Пришло сообщение на почту:

Это письмо отправлено вам администратором конференции «Форум Винского».

С субботы была произведена DDOS атака на форум
Запросы посылаются с зараженных компьютеров в основном с Украины (80% Киев)
и других стран СНГ. Сделано это заказчиком ddos атаки по соображениям
большей дешевизны

Атака хорошо спланирована и размазана по ip адресам, то есть хорошо
распределена и обычными фильтрами ее не удалось отразить сразу.
В настоящий момент весь входящий трафик проходит через самообучающиеся
фильтры и сетевые экраны, что позволяет отфильтровывать хакерские пакеты.
Так как система самообучающаяся - ей нужно время на сепарацию паразитного
трафика от легитимного. В это время (думаю, что часть понедельника)
возможны трудности с заходом на сайт, так как ваш ip может попасть под
подозрение и будет занесен в черный список. Но со временем он будет
разблокирован.
Вы можете ускорить процесс разблокирования сообщив мне свой ip в ЛС или на
почту***** указав ник на форуме

Ну что, можно сказать, что форум Винского стал таким же крутым сайтом как
сайт Microsoft или Wikileaks, которые так же подвергались массированным
ddos атакам
Поздравляю всех с этим событием!
Видимо форум Винского у кого-то как кость в горле.... ну или как геморрой в
жопе

П.С. Просьба сообщить своим знакомым по форуму об этой проблеме, тк у меня
реально нет времени отвечать на звонки и письма.
-- 
Форум Винского


Как вы думаете, уважаемые, это правда или рекламный ход?

----------

Надоело быть жертвой? Стань профи по информационной безопасности, получай самую свежую информацию об угрозах и средствах защиты от ведущего российского аналитического центра Anti-Malware.ru:

----------


## samnick

так можно проверить  :Smiley:  банально подосить и посмотреть что будет 
вот только инет узкий  :Sad:

----------


## Rina

А может это связано с апгрейдом железа, которую удачно провели 5 февраля? Цитата с форума: "Будут поставлены более быстрые диски и новый контроллер, что должно повысить производительность сервера"

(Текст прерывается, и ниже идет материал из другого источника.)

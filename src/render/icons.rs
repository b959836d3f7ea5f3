// Copyright (C) 2026  Caprica Software Limited
//
// This program is free software: you can redistribute it and/or modify
// it under the terms of the GNU General Public License as published by
// the Free Software Foundation, either version 3 of the License, or
// (at your option) any later version.
//
// This program is distributed in the hope that it will be useful,
// but WITHOUT ANY WARRANTY; without even the implied warranty of
// MERCHANTABILITY or FITNESS FOR A PARTICULAR PURPOSE.  See the
// GNU General Public License for more details.
//
// You should have received a copy of the GNU General Public License
// along with this program.  If not, see <https://www.gnu.org/licenses/>.

//! Unicode and Emoji symbols for the TUI.
//!
//! This module contains standardized icons used across the interface to
//! represent media controls and system status. These are selected for
//! compatibility with most modern terminal emulators and fonts.

// Standard Media Controls (Unicode)
pub(crate) const ICON_PLAY: &str = "\u{25B6}";
pub(crate) const ICON_PAUSE: &str = "\u{23F8}";
pub(crate) const ICON_STOP: &str = "\u{23F9}";
pub(crate) const ICON_NEXT: &str = "\u{23ED}";
pub(crate) const ICON_PREV: &str = "\u{23EE}";

// Volume State Icons (Unicode Speaker Symbols)
pub(crate) const ICON_MUTED: &str = "\u{1F507}";
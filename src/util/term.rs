// Copyright (C) 2026  Caprica Software Limited
//
// This program is free software: you can redistribute it and/or modify
// it under the terms of the GNU General Public License as published by
// the Free Software Foundation, either version 3 of the License, or
// (at your option) any later version.
//
// This program is distributed in the hope that it will be useful,
// but WITHOUT ANY WARRANTY; without even the implied warranty of
// MERCHANTABILITY or FITNESS FOR A PARTICULAR PURPOSE.  See the
// GNU General Public License for more details.
//
// You should have received a copy of the GNU General Public License
// along with this program.  If not, see <https://www.gnu.org/licenses/>.

//! Terminal environment and styling utilities.
//!
//! This module provides functions to manipulate the terminal emulator's
//! properties, such as background colors, using OSC (Operating System Command)
//! escape sequences.
//!
//! # Compatibility
//!
//! These functions rely on the terminal emulator supporting the specific OSC
//! codes. Most modern terminals (XTerm, iTerm2, Alacritty, Kitty) support these
//! sequences.

use std::io::{self, Write};

/// Sets the terminal background color using an OSC 11 escape sequence.
///
/// This sends a command to the terminal emulator to change its background color
/// to the specified hex string.
///
/// # Arguments
///
/// * `hex_color` - A string slice representing the color (e.g., `"#1e1e1e"`).
///
/// # Note
///
/// This function flushes `stdout` immediately to ensure the change is applied
/// without delay.
pub fn set_terminal_bg(hex_color: &str) {
    print!("\x1b]11;{}\x07", hex_color);
    let _ = io::stdout().flush();
}

/// Resets the terminal background to its default color.
///
/// This sends the OSC 111 escape sequence, which instructs the terminal to
/// revert the background color to the user's original configuration.
///
/// # Note
///
/// This is called during application cleanup to ensure the user's terminal
/// state is restored.
pub fn reset_terminal_bg() {
    print!("\x1b]111\x07");
    let _ = io::stdout().flush();
}
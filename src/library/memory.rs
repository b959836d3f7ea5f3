// Copyright (C) 2026  Caprica Software Limited
//
// This program is free software: you can redistribute it and/or modify
// it under the terms of the GNU General Public License as published by
// the Free Software Foundation, either version 3 of the License, or
// (at your option) any later version.
//
// This program is distributed in the hope that it will be useful,
// but WITHOUT ANY WARRANTY; without even the implied warranty of
// MERCHANTABILITY or FITNESS FOR A PARTICULAR PURPOSE.  See the
// GNU General Public License for more details.
//
// You should have received a copy of the GNU General Public License
// along with this program.  If not, see <https://www.gnu.org/licenses/>.

//! In-memory library.
//!
//! Simulates the library service over plain ordered collections so the
//! interface can be exercised without a store. Ids are handed out from
//! counters starting at 1 and are never reused.

use std::sync::{
    Mutex, MutexGuard,
    atomic::{AtomicBool, Ordering},
};

use async_trait::async_trait;

use crate::{
    error::{LibraryError, Result},
    library::{
        Batch, LastError, LibraryService, all_songs_playlist, reject_all_songs, validate_new_song,
        validate_title,
    },
    model::{DatabaseStats, NewSong, Playlist, PlaylistId, Song, SongId, Subtitle, song_matches},
};

#[derive(Debug)]
struct StoredPlaylist {
    id: PlaylistId,
    title: String,
}

#[derive(Debug)]
struct Membership {
    song_id: SongId,
    playlist_id: PlaylistId,
    track_number: i64,
}

#[derive(Debug)]
struct MemoryState {
    songs: Vec<Song>,
    playlists: Vec<StoredPlaylist>,
    memberships: Vec<Membership>,
    subtitles: Vec<Subtitle>,
    next_song_id: i64,
    next_playlist_id: i64,
    next_subtitle_id: i64,
}

impl Default for MemoryState {
    fn default() -> Self {
        Self {
            songs: Vec::new(),
            playlists: Vec::new(),
            memberships: Vec::new(),
            subtitles: Vec::new(),
            next_song_id: 1,
            next_playlist_id: 1,
            next_subtitle_id: 1,
        }
    }
}

impl MemoryState {
    fn song(&self, id: SongId) -> Result<&Song> {
        self.songs
            .iter()
            .find(|s| s.id == id)
            .ok_or_else(|| LibraryError::song_not_found(id.0))
    }

    fn stored_playlist(&self, id: PlaylistId) -> Result<&StoredPlaylist> {
        self.playlists
            .iter()
            .find(|p| p.id == id)
            .ok_or_else(|| LibraryError::playlist_not_found(id.0))
    }

    fn songs_in(&self, playlist_id: PlaylistId) -> Vec<Song> {
        let mut members: Vec<&Membership> = self
            .memberships
            .iter()
            .filter(|m| m.playlist_id == playlist_id)
            .collect();
        members.sort_by_key(|m| m.track_number);

        members
            .into_iter()
            .filter_map(|m| self.songs.iter().find(|s| s.id == m.song_id).cloned())
            .collect()
    }

    fn insert_song(&mut self, song: NewSong) -> Result<Song> {
        validate_new_song(&song)?;

        let id = SongId(self.next_song_id);
        self.next_song_id += 1;

        let song = song.into_song(id);
        tracing::debug!("Adding song {} \"{}\" by \"{}\"", id, song.title, song.artist);
        self.songs.push(song.clone());

        Ok(song)
    }

    fn insert_membership(&mut self, song_id: SongId, playlist_id: PlaylistId) -> Result<bool> {
        self.song(song_id)?;

        if playlist_id.is_all_songs() {
            return Ok(true);
        }
        self.stored_playlist(playlist_id)?;

        let already_member = self
            .memberships
            .iter()
            .any(|m| m.song_id == song_id && m.playlist_id == playlist_id);

        if !already_member {
            let track_number = self
                .memberships
                .iter()
                .filter(|m| m.playlist_id == playlist_id)
                .map(|m| m.track_number)
                .max()
                .unwrap_or(0)
                + 1;

            self.memberships.push(Membership {
                song_id,
                playlist_id,
                track_number,
            });
        }

        Ok(true)
    }

    fn playlist(&self, stored: &StoredPlaylist) -> Playlist {
        let songs = self.songs_in(stored.id);
        Playlist {
            id: stored.id,
            title: stored.title.clone(),
            length: songs.iter().map(|s| s.length).sum(),
            song_count: songs.len() as i64,
        }
    }
}

#[derive(Debug, Default)]
pub struct MemoryLibrary {
    initialized: AtomicBool,
    state: Mutex<MemoryState>,
    last_error: LastError,
}

impl MemoryLibrary {
    pub fn new() -> Self {
        Self::default()
    }

    fn state(&self) -> Result<MutexGuard<'_, MemoryState>> {
        if !self.is_initialized() {
            return Err(LibraryError::NotInitialized);
        }

        self.state
            .lock()
            .map_err(|_| LibraryError::backend("Library state lock poisoned"))
    }

    fn run<T>(&self, op: impl FnOnce(&mut MemoryState) -> Result<T>) -> Result<T> {
        let result = self.state().and_then(|mut state| op(&mut state));
        if let Err(e) = &result {
            tracing::debug!("Memory library call failed: {}", e);
        }
        self.last_error.track(result)
    }
}

#[async_trait]
impl LibraryService for MemoryLibrary {
    async fn initialize(&self) -> bool {
        tracing::info!("Initialising in-memory library");
        self.last_error.clear();
        self.initialized.store(true, Ordering::SeqCst);
        true
    }

    fn is_initialized(&self) -> bool {
        self.initialized.load(Ordering::SeqCst)
    }

    async fn shutdown(&self) {
        tracing::info!("Shutting down in-memory library");
        self.initialized.store(false, Ordering::SeqCst);
        self.last_error.clear();
    }

    async fn add_song(&self, song: NewSong) -> Result<Song> {
        self.run(|state| state.insert_song(song))
    }

    async fn add_songs(&self, songs: Vec<NewSong>) -> Result<Vec<Song>> {
        self.run(|state| {
            let mut batch = Batch::new(Vec::with_capacity(songs.len()));
            for song in songs {
                match state.insert_song(song) {
                    Ok(added) => batch.done.push(added),
                    Err(e) => batch.fail(format!("Failed to add song: {}", e)),
                }
            }
            Ok(batch)
        })
        .map(|batch| self.last_error.settle(batch))
    }

    async fn update_song(&self, id: SongId, title: &str, artist: &str, album: &str) -> Result<bool> {
        self.run(|state| {
            validate_title("Song", title)?;

            match state.songs.iter_mut().find(|s| s.id == id) {
                Some(song) => {
                    song.title = title.to_string();
                    song.artist = artist.to_string();
                    song.album = album.to_string();
                    Ok(true)
                }
                None => Ok(false),
            }
        })
    }

    async fn delete_song(&self, id: SongId) -> Result<bool> {
        self.run(|state| {
            let index = state
                .songs
                .iter()
                .position(|s| s.id == id)
                .ok_or_else(|| LibraryError::song_not_found(id.0))?;

            state.songs.remove(index);
            state.memberships.retain(|m| m.song_id != id);
            state.subtitles.retain(|s| s.song_id != id);

            Ok(true)
        })
    }

    async fn get_song(&self, id: SongId) -> Result<Song> {
        self.run(|state| state.song(id).cloned())
    }

    async fn get_all_songs(&self) -> Result<Vec<Song>> {
        self.run(|state| Ok(state.songs.clone()))
    }

    async fn search_songs(&self, query: &str) -> Result<Vec<Song>> {
        self.run(|state| {
            Ok(state
                .songs
                .iter()
                .filter(|s| song_matches(s, query))
                .cloned()
                .collect())
        })
    }

    async fn create_playlist(&self, title: &str) -> Result<Playlist> {
        self.run(|state| {
            validate_title("Playlist", title)?;

            let id = PlaylistId(state.next_playlist_id);
            state.next_playlist_id += 1;

            let stored = StoredPlaylist {
                id,
                title: title.to_string(),
            };
            let playlist = state.playlist(&stored);
            state.playlists.push(stored);

            Ok(playlist)
        })
    }

    async fn update_playlist(&self, id: PlaylistId, title: &str) -> Result<bool> {
        self.run(|state| {
            reject_all_songs(id, "rename")?;
            validate_title("Playlist", title)?;

            match state.playlists.iter_mut().find(|p| p.id == id) {
                Some(playlist) => {
                    playlist.title = title.to_string();
                    Ok(true)
                }
                None => Ok(false),
            }
        })
    }

    async fn delete_playlist(&self, id: PlaylistId) -> Result<bool> {
        self.run(|state| {
            reject_all_songs(id, "delete")?;

            let before = state.playlists.len();
            state.playlists.retain(|p| p.id != id);
            state.memberships.retain(|m| m.playlist_id != id);

            Ok(state.playlists.len() != before)
        })
    }

    async fn get_playlist(&self, id: PlaylistId) -> Result<Playlist> {
        self.run(|state| {
            if id.is_all_songs() {
                return Ok(all_songs_playlist(&state.songs));
            }
            let stored = state.stored_playlist(id)?;
            Ok(state.playlist(stored))
        })
    }

    async fn get_all_playlists(&self) -> Result<Vec<Playlist>> {
        self.run(|state| Ok(state.playlists.iter().map(|p| state.playlist(p)).collect()))
    }

    async fn add_song_to_playlist(&self, song_id: SongId, playlist_id: PlaylistId) -> Result<bool> {
        self.run(|state| state.insert_membership(song_id, playlist_id))
    }

    async fn add_songs_to_playlist(&self, song_ids: &[SongId], playlist_id: PlaylistId) -> Result<bool> {
        self.run(|state| {
            let mut batch = Batch::new(true);
            for &song_id in song_ids {
                if let Err(e) = state.insert_membership(song_id, playlist_id) {
                    batch.done = false;
                    batch.fail(format!("Failed to add song {} to playlist: {}", song_id, e));
                }
            }
            Ok(batch)
        })
        .map(|batch| self.last_error.settle(batch))
    }

    async fn remove_song_from_playlist(&self, song_id: SongId, playlist_id: PlaylistId) -> Result<bool> {
        self.run(|state| {
            reject_all_songs(playlist_id, "remove songs from")?;

            let before = state.memberships.len();
            state
                .memberships
                .retain(|m| !(m.song_id == song_id && m.playlist_id == playlist_id));

            Ok(state.memberships.len() != before)
        })
    }

    async fn get_songs_in_playlist(&self, playlist_id: PlaylistId) -> Result<Vec<Song>> {
        self.run(|state| {
            if playlist_id.is_all_songs() {
                return Ok(state.songs.clone());
            }
            state.stored_playlist(playlist_id)?;
            Ok(state.songs_in(playlist_id))
        })
    }

    async fn add_subtitles(&self, song_id: SongId, language: &str, path: &str) -> Result<Subtitle> {
        self.run(|state| {
            if language.trim().is_empty() {
                return Err(LibraryError::validation("Subtitle language must not be empty"));
            }
            state.song(song_id)?;

            let subtitle = Subtitle {
                song_id,
                sub_id: state.next_subtitle_id,
                language: language.to_string(),
                path: path.to_string(),
            };
            state.next_subtitle_id += 1;
            state.subtitles.push(subtitle.clone());

            Ok(subtitle)
        })
    }

    async fn delete_subtitles(&self, song_id: SongId, sub_id: i64) -> Result<bool> {
        self.run(|state| {
            let before = state.subtitles.len();
            state
                .subtitles
                .retain(|s| !(s.song_id == song_id && s.sub_id == sub_id));

            Ok(state.subtitles.len() != before)
        })
    }

    async fn get_subtitles_for_song(&self, song_id: SongId) -> Result<Vec<Subtitle>> {
        self.run(|state| {
            state.song(song_id)?;
            Ok(state
                .subtitles
                .iter()
                .filter(|s| s.song_id == song_id)
                .cloned()
                .collect())
        })
    }

    async fn get_database_stats(&self) -> Result<DatabaseStats> {
        self.run(|state| {
            Ok(DatabaseStats {
                total_songs: state.songs.len() as i64,
                total_playlists: state.playlists.len() as i64,
                total_subtitles: state.subtitles.len() as i64,
                total_playlist_songs: state.memberships.len() as i64,
            })
        })
    }

    fn last_error(&self) -> Option<String> {
        self.last_error.get()
    }

    fn clear_last_error(&self) {
        self.last_error.clear();
    }
}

В инете новость в основном дублируется в представленной в письме форме, без комментариев. Что-то мутно всё...

----------


## valho

Если я правильно понял то хостится он у NETDIRECT Frankfurt, DE находящийся в Германии и его рекламируют как "Надёжные сервера под адалт и защита от ddos атак" и возможно он принадлежит выходцам стран содружества. По моему нормальный человек не будет на почту рассылать спам про DDOS и на главной странице свою фотографию выкладывать в очках и сигаретой в руке, ещё пива забыл в другую руку положить.
http://www.spamhaus.org/sbl/listings...p=netdirekt.de
http://www.sophos.com/security/techn...009-paper.html

----------


## Rina

> По моему нормальный человек не будет на почту рассылать спам про DDOS и на главной странице свою фотографию выкладывать в очках и сигаретой в руке, ещё пива забыл в другую руку положить.


 Пожалуй, вы правы, личность слишком неординарная. А сигарета в руке - ерунда, на форуме есть снимки со встречи Нового года, где он в костюме деда Мороза с приставленным фаллоимитатором.

----------